### DATA RECORDS
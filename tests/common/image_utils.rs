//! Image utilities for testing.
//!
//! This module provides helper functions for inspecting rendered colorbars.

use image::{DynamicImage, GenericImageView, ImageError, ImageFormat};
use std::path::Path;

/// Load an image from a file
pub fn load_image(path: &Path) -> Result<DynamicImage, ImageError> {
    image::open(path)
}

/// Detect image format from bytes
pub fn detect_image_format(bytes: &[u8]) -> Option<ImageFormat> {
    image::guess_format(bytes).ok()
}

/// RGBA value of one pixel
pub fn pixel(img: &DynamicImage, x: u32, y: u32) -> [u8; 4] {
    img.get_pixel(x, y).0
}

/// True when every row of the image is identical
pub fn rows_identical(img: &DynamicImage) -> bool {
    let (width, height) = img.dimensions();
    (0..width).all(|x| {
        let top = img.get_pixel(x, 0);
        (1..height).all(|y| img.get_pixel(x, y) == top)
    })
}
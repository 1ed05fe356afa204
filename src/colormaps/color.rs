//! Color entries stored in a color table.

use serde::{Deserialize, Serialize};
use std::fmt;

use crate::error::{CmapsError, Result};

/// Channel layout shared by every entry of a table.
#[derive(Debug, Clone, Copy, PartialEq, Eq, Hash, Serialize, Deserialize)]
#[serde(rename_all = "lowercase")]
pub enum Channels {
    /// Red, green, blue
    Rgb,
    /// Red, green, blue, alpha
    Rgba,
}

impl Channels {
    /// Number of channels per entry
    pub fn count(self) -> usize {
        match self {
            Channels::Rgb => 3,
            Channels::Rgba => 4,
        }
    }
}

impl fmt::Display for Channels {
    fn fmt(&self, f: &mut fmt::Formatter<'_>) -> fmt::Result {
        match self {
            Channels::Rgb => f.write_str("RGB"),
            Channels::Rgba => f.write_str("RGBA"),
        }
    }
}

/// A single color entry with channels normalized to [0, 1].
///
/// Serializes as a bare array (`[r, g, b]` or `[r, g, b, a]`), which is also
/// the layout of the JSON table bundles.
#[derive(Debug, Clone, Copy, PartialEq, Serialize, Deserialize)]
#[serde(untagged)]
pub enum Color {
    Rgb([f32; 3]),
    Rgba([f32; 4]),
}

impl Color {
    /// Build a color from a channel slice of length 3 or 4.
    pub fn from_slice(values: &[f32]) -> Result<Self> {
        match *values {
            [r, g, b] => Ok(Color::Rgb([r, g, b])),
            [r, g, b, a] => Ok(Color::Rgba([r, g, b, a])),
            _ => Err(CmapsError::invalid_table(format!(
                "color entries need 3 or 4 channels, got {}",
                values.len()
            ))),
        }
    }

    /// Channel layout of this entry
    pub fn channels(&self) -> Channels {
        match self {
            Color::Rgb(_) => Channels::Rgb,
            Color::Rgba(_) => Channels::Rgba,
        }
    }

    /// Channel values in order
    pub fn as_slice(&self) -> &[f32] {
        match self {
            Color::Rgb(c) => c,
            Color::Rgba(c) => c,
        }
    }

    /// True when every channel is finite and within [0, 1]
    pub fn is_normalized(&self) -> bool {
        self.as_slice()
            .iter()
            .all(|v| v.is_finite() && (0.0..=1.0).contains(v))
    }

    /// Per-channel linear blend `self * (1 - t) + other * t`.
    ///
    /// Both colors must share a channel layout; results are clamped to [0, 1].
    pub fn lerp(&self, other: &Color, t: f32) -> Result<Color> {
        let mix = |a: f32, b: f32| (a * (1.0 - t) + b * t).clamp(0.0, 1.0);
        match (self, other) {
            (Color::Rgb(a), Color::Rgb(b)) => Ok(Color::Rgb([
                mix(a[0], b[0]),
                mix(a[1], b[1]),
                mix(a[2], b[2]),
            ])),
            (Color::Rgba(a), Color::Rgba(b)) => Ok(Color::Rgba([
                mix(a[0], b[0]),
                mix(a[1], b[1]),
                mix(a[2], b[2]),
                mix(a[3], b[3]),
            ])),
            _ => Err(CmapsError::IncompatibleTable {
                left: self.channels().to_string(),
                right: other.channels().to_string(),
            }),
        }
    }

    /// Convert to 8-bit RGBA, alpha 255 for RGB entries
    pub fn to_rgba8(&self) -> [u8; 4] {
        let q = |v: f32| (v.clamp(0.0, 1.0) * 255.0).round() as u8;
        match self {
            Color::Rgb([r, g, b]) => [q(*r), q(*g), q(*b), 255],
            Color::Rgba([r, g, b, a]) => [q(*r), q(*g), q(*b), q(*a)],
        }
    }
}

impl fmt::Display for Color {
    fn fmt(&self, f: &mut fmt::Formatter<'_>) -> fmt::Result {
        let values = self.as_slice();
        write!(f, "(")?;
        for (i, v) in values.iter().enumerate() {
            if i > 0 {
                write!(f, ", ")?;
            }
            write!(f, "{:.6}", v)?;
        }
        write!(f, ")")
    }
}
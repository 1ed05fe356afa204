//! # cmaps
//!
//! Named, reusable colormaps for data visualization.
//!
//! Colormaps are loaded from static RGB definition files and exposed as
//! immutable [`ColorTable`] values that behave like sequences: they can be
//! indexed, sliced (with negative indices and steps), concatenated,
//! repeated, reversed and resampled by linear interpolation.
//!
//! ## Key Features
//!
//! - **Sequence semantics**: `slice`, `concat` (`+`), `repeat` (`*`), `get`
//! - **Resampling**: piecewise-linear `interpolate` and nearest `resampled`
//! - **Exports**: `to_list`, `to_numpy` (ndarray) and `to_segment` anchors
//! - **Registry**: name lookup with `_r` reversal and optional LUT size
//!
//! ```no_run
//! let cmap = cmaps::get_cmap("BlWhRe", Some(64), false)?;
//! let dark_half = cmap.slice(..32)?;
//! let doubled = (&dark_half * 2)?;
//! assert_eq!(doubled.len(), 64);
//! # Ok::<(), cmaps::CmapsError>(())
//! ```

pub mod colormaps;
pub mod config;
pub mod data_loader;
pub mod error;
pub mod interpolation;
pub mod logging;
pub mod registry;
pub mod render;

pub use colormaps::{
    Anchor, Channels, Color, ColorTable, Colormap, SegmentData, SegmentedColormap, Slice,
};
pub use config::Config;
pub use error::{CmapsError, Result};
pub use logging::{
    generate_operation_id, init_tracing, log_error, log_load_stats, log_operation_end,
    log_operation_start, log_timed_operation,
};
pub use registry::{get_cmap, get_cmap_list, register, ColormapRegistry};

### TASK TO CARRY OUT
Lines with "Deserialize": state how many there are in the records, and nothing more.

### WRITTEN SOLUTION
3